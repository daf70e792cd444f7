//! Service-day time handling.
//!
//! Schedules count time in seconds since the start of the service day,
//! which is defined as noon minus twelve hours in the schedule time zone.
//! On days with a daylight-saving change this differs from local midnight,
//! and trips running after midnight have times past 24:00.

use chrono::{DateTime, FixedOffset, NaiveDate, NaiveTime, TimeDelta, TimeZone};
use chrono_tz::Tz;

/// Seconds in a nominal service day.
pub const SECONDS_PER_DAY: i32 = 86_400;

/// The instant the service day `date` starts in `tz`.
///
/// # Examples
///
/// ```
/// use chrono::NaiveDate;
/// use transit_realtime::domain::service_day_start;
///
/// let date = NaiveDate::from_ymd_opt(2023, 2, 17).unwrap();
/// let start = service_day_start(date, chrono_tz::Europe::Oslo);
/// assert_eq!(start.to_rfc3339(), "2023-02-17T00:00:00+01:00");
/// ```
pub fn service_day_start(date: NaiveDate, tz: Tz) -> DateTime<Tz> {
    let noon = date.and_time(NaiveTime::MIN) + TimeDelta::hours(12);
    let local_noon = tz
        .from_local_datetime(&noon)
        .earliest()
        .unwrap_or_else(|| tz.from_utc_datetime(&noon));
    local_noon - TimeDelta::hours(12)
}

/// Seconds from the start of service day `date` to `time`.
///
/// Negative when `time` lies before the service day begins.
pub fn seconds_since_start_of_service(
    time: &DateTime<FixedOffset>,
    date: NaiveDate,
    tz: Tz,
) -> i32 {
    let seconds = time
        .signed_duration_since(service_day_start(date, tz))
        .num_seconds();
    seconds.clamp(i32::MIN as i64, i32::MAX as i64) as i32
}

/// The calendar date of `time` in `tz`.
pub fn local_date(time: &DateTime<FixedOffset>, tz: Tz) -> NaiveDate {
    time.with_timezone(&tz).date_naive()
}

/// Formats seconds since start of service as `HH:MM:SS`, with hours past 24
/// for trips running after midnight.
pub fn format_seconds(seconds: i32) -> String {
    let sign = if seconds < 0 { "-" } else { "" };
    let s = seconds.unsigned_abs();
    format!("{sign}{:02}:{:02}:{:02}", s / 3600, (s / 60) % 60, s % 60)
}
...
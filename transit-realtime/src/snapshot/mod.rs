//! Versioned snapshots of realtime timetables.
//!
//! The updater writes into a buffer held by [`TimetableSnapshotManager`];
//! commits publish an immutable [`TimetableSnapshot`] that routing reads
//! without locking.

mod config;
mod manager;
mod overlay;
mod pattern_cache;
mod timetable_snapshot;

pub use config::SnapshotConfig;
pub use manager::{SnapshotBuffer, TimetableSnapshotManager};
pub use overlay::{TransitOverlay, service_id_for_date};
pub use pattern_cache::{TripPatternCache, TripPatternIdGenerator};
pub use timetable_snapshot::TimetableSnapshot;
* * *
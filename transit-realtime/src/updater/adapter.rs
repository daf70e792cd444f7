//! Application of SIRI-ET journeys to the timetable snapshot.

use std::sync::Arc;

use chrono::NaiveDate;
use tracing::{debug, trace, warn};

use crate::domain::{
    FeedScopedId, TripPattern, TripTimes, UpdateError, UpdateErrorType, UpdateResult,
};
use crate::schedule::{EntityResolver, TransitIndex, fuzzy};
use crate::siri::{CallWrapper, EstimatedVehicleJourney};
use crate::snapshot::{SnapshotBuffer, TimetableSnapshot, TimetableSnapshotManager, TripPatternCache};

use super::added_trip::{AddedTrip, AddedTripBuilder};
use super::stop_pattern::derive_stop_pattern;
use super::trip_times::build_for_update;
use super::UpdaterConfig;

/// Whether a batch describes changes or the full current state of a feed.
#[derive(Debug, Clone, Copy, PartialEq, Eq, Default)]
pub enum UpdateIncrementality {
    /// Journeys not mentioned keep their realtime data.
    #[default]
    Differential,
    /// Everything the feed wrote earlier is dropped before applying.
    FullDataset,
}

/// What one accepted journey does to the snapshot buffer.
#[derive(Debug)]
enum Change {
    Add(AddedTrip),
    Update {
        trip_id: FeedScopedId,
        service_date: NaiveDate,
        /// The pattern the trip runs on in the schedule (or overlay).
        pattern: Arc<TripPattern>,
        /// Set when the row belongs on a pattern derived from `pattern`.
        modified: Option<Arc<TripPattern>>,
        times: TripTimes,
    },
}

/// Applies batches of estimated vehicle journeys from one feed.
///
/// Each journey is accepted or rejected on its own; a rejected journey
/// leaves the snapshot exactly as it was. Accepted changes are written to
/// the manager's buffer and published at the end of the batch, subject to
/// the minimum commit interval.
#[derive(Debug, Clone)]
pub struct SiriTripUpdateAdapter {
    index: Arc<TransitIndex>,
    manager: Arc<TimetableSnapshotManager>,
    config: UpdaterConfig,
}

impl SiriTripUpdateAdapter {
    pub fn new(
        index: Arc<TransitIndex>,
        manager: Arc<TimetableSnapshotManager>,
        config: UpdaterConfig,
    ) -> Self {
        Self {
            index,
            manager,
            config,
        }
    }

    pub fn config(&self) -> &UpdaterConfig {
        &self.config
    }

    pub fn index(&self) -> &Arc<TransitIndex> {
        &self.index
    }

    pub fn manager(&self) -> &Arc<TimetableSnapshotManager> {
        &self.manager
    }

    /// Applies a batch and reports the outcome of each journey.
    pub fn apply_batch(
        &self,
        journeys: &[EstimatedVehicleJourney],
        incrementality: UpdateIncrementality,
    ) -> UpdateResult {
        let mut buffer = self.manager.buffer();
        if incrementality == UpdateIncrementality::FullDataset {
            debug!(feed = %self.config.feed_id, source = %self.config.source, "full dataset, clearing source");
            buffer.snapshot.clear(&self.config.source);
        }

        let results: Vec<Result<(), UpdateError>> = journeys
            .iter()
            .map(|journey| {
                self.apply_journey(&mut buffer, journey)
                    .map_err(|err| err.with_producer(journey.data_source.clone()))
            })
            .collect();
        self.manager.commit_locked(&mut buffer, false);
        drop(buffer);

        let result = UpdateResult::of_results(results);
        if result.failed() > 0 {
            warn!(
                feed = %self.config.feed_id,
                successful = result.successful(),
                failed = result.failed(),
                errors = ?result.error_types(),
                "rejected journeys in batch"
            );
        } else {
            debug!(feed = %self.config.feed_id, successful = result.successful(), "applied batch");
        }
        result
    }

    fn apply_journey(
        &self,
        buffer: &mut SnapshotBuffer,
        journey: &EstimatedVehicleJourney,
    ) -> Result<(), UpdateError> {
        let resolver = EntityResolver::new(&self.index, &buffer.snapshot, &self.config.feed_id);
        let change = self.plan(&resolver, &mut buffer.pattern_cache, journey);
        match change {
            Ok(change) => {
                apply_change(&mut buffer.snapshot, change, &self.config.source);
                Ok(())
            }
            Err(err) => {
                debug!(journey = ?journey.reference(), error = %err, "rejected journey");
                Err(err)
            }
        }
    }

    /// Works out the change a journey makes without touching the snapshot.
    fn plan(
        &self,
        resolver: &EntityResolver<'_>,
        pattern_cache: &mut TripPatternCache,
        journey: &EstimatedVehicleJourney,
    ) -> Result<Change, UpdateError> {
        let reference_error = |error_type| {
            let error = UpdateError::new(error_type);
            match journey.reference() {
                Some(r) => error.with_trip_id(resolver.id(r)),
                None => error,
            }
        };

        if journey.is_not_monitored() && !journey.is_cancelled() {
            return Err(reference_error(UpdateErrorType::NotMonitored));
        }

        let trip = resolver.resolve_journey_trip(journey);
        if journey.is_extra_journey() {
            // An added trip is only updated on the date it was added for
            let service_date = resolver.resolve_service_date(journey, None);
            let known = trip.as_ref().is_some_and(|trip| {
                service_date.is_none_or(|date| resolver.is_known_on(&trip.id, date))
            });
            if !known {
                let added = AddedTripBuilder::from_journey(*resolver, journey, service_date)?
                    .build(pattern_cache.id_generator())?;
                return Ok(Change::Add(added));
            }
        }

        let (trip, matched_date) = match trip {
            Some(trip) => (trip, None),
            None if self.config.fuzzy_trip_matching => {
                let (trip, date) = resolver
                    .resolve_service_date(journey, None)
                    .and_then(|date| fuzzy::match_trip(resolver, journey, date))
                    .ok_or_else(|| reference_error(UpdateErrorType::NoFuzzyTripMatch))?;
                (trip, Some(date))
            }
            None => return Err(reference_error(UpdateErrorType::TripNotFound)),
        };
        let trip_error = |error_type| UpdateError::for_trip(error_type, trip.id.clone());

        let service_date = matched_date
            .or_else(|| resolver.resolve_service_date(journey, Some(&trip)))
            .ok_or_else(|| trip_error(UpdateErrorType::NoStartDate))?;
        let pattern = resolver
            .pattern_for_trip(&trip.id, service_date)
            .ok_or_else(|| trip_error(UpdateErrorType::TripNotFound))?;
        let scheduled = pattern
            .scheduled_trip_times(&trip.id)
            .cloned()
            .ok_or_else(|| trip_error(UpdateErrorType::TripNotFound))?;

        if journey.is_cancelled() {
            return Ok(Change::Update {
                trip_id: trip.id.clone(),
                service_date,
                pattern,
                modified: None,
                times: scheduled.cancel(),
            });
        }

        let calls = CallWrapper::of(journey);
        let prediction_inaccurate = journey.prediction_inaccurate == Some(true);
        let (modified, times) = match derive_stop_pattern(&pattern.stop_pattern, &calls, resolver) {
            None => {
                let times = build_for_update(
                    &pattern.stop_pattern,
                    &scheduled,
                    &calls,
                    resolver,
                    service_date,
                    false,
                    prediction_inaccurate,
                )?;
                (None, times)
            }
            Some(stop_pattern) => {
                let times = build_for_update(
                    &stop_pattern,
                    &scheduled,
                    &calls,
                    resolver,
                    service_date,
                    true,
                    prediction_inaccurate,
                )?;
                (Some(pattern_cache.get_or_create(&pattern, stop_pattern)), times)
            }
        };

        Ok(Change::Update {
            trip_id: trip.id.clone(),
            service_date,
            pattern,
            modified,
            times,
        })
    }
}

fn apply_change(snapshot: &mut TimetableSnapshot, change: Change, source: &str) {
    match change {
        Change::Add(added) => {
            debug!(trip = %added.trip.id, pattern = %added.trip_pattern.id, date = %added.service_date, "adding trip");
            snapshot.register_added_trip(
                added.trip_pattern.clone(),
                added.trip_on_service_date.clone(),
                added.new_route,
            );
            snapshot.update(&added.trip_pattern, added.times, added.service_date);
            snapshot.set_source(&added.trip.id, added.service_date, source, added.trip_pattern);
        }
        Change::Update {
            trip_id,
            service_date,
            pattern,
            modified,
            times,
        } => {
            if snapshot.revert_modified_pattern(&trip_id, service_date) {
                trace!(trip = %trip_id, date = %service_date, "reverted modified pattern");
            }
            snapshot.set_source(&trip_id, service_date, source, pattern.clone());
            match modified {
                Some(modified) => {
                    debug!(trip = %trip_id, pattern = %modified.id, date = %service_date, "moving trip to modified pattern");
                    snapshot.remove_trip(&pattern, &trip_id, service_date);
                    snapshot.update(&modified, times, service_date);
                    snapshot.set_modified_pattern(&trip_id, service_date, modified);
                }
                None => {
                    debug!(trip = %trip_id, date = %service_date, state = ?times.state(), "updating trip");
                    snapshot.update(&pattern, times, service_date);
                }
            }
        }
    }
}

Task objective> Copy every line that includes the string "rejected" from the material above.

Answer>
/// Each journey is accepted or rejected on its own; a rejected journey
                "rejected journeys in batch"
                debug!(journey = ?journey.reference(), error = %err, "rejected journey");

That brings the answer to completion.